Similarly, Marbach later proposed that occlusal dysesthesia may be caused by the brain “talking to itself,” causing abnormal oral sensations in the absence of external stimuli. According to this model, the symptoms of dysesthesia are catalyzed by dental “amputation,” for example the extraction of a tooth, whereby the brain loses the ability to distinguish between its memory of the bite and the actual, new bite. The patient, unable to recognize his or her own bite, becomes especially attentive to these perceived oral discrepancies. Finally and most recently, Greene and Gelb suggested that instead of having a psychological root, dysesthesia may be caused by a false signal being sent from the peripheral nervous system to the central nervous system. However, the reviewers note that no method exists for determining sensor nerve thresholds, and so sensory perception in the mouth is often measured by interdental thickness discrimination (ITD), or the ability to differentiate between the sizes of objects (thin blocks) placed between teeth. In one study, occlusal dysesthesia patients showed greater ability to differentiate these thicknesses than control, healthy individuals, but these differences were not statistically significant.

===Studies===
- Bennett et al. produced an artificial peripheral mononeuropathy in rats by surgically constricting the sciatic nerve. These rats showed an increased response to noxious radiant heat, were nocifensive when placed on a cold metal floor, protected their hind paws, and had suppressed appetite. Additionally, the paws of many of these rats were inappropriately warm or cool to the touch, and many of the rats overgrew claws on the affected paws as well. These results indicate that the rats exhibited hyperalgesia, allodynia, and dysesthesia.

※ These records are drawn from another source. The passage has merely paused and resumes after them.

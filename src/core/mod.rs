//! Core business logic for the patient registry.
//!
//! - [`query`] - Sort engine over materialized records
//! - [`registry`] - Store-backed list/lookup/sort/create operations

pub mod query;
pub mod registry;
//! HTTP router
//!
//! Returns a composable `Router` with every registry endpoint mounted at the
//! root. Requests are traced through `tower-http`.

use axum::routing::{get, post};
use axum::Router;
use tower_http::trace::TraceLayer;

use crate::api::handlers;
use crate::core::registry::PatientRegistry;

/// Build the registry router.
///
/// NOTE: Path params use `:param` syntax (matchit 0.7 / axum 0.7).
pub fn registry_router(registry: PatientRegistry) -> Router {
    Router::new()
        .route("/", get(handlers::root))
        .route("/about", get(handlers::about))
        .route("/view", get(handlers::view))
        .route("/patient/:patient_id", get(handlers::patient))
        .route("/sort", get(handlers::sort))
        .route("/create", post(handlers::create))
        .with_state(registry)
        .layer(TraceLayer::new_for_http())
}
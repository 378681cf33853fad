//! Registry operations
//!
//! This module provides the service that backs every HTTP endpoint and CLI
//! command.

pub mod service;

pub use service::{PatientRegistry, RegistrySummary, PATIENT_NOT_FOUND};
//! Result type alias for the registry
//!
//! This module provides a convenient Result type alias that uses
//! `RegistryError` as the error type.

use super::errors::RegistryError;

/// Result type alias for registry operations
///
/// # Examples
///
/// ```
/// use patient_registry::domain::result::Result;
/// use patient_registry::domain::errors::RegistryError;
///
/// fn lookup() -> Result<String> {
///     Ok("P001".to_string())
/// }
///
/// fn failing_lookup() -> Result<()> {
///     Err(RegistryError::NotFound("Patient not found".to_string()))
/// }
/// ```
pub type Result<T> = std::result::Result<T, RegistryError>;

#[cfg(test)]
mod tests {
    use super::*;
    use crate::domain::errors::RegistryError;

    #[test]
    fn test_result_err() {
        let result: Result<i32> = Err(RegistryError::AlreadyExists("P001".to_string()));
        assert!(result.is_err());
    }

    #[test]
    fn test_result_with_question_mark() -> Result<()> {
        fn inner() -> Result<i32> {
            Ok(42)
        }

        let value = inner()?;
        assert_eq!(value, 42);
        Ok(())
    }
}
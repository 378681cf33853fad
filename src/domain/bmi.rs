//! Body-mass-index computation and weight-category classification
//!
//! Both are pure functions of the stored height and weight. Nothing here is
//! ever persisted; callers recompute on every read.

use serde::{Deserialize, Serialize};
use std::fmt;

/// Lower bound of the `Normal` band
pub const NORMAL_LOWER_BOUND: f64 = 18.5;

/// Lower bound of the `Overweight` band
pub const OVERWEIGHT_LOWER_BOUND: f64 = 25.0;

/// Lower bound of the `Obese` band
pub const OBESE_LOWER_BOUND: f64 = 30.0;

/// Computes `weight / height²` (kilograms, meters)
///
/// # Examples
///
/// ```
/// use patient_registry::domain::bmi::body_mass_index;
///
/// let bmi = body_mass_index(72.0, 1.8);
/// assert!((bmi - 22.222).abs() < 0.001);
/// ```
pub fn body_mass_index(weight: f64, height: f64) -> f64 {
    weight / (height * height)
}

/// Four-band BMI weight-category classification
#[derive(Debug, Clone, Copy, PartialEq, Eq, Hash, Serialize, Deserialize)]
pub enum Verdict {
    /// bmi < 18.5
    Underweight,
    /// 18.5 ≤ bmi < 25
    Normal,
    /// 25 ≤ bmi < 30
    Overweight,
    /// bmi ≥ 30
    Obese,
}

impl Verdict {
    /// All verdicts, lightest band first
    pub const ALL: [Verdict; 4] = [
        Verdict::Underweight,
        Verdict::Normal,
        Verdict::Overweight,
        Verdict::Obese,
    ];

    /// Classifies a BMI value
    ///
    /// Each boundary belongs to the higher band: 18.5 is `Normal`, 25 is
    /// `Overweight`, 30 is `Obese`.
    pub fn classify(bmi: f64) -> Self {
        if bmi < NORMAL_LOWER_BOUND {
            Verdict::Underweight
        } else if bmi < OVERWEIGHT_LOWER_BOUND {
            Verdict::Normal
        } else if bmi < OBESE_LOWER_BOUND {
            Verdict::Overweight
        } else {
            Verdict::Obese
        }
    }

    /// Display label, as returned to clients
    pub fn as_str(&self) -> &'static str {
        match self {
            Verdict::Underweight => "Underweight",
            Verdict::Normal => "Normal",
            Verdict::Overweight => "Overweight",
            Verdict::Obese => "Obese",
        }
    }
}

impl fmt::Display for Verdict {
    fn fmt(&self, f: &mut fmt::Formatter<'_>) -> fmt::Result {
        f.write_str(self.as_str())
    }
}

- In a study in which researchers cut spinal nerves in rats, researchers found these rats exhibited a longer duration in spontaneous foot lifting, hypersensitivity to mechanical stimuli, allodynia, and hyperalgesia. Additionally, the receptive field neurons in this nerve pathway showed spontaneous firing in low-threshold nociceptors, suggesting that nerve damage can cause dysesthesia.

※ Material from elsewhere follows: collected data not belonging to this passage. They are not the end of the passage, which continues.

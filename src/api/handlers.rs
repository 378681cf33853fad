//! Endpoint handlers
//!
//! - `GET /` and `GET /about`: static messages
//! - `GET /view`: the stored mapping, unmodified
//! - `GET /patient/:id`: one record with derived fields
//! - `GET /sort`: every record ordered by `sort_by`/`order`
//! - `POST /create`: validate and store a new record

use axum::extract::rejection::JsonRejection;
use axum::extract::{Path, Query, State};
use axum::http::StatusCode;
use axum::Json;
use serde::{Deserialize, Serialize};
use serde_json::Value;

use crate::api::error::ApiError;
use crate::core::registry::PatientRegistry;
use crate::domain::{MaterializedRecord, PatientTable};

/// Body of every plain acknowledgement
#[derive(Debug, Serialize)]
pub struct MessageResponse {
    pub message: &'static str,
}

#[derive(Debug, Deserialize)]
pub struct SortParams {
    pub sort_by: Option<String>,
    pub order: Option<String>,
}

/// `GET /`
pub async fn root() -> Json<MessageResponse> {
    Json(MessageResponse {
        message: "Patient management system Api",
    })
}

/// `GET /about`
pub async fn about() -> Json<MessageResponse> {
    Json(MessageResponse {
        message: "This is a Patient management system backend",
    })
}

/// `GET /view`
pub async fn view(State(registry): State<PatientRegistry>) -> Result<Json<PatientTable>, ApiError> {
    let table = registry.list_all().await?;
    Ok(Json(table))
}

/// `GET /patient/:id`
pub async fn patient(
    State(registry): State<PatientRegistry>,
    Path(patient_id): Path<String>,
) -> Result<Json<MaterializedRecord>, ApiError> {
    let record = registry.get_by_id(&patient_id).await?;
    Ok(Json(record))
}

/// `GET /sort?sort_by=<field>&order=<asc|desc>`
pub async fn sort(
    State(registry): State<PatientRegistry>,
    Query(params): Query<SortParams>,
) -> Result<Json<Vec<MaterializedRecord>>, ApiError> {
    let records = registry
        .sort_by(params.sort_by.as_deref(), params.order.as_deref())
        .await?;
    Ok(Json(records))
}

/// `POST /create`
///
/// Body-level rejections (bad JSON, wrong content type) map to 400; field
/// checks happen in the record model so every violation is reported at once.
pub async fn create(
    State(registry): State<PatientRegistry>,
    payload: Result<Json<Value>, JsonRejection>,
) -> Result<(StatusCode, Json<MessageResponse>), ApiError> {
    let Json(candidate) = payload.map_err(|rejection| {
        tracing::debug!(error = %rejection, "Rejected create body");
        ApiError::BadRequest(rejection.body_text())
    })?;

    registry.create(&candidate).await?;

    Ok((
        StatusCode::CREATED,
        Json(MessageResponse {
            message: "Patient created successfully",
        }),
    ))
}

- In women with chronic pain or itchy scalps without any apparent physical cause, about half had from psychiatric disorders. For the majority of these women, their symptoms of scalp dysesthesia were alleviated or removed by treatment with low doses of antidepressants.
- Landerholm et al. hypothesized that dynamic mechanical allodynia (DMA) might be the hyperbole of dynamic mechanical dysesthesia (DMD), mediated by peripheral nerves. When the researchers artificially blocked nerves in patients with peripheral neuropathic pain or central post-stroke pain, DMA symptoms in many of the patients transitioned into DMD symptoms. Additionally, the researchers determined that the number of mechanocreceptive fibers associated with the nociceptive system was responsible for the differentiation of DMA to DMD.
- Ochoa et al. recorded intraneural signals in subjects with post-ischaemic paraesthesiae. The researchers found the signals to be spontaneous. The frequency of the signals paralleled the intensity and timing of the paresthetic sensations reported by the patients. These results suggest that paresthetic sensations are the result of inappropriate firing frequency and timing by impulses from sensory cells.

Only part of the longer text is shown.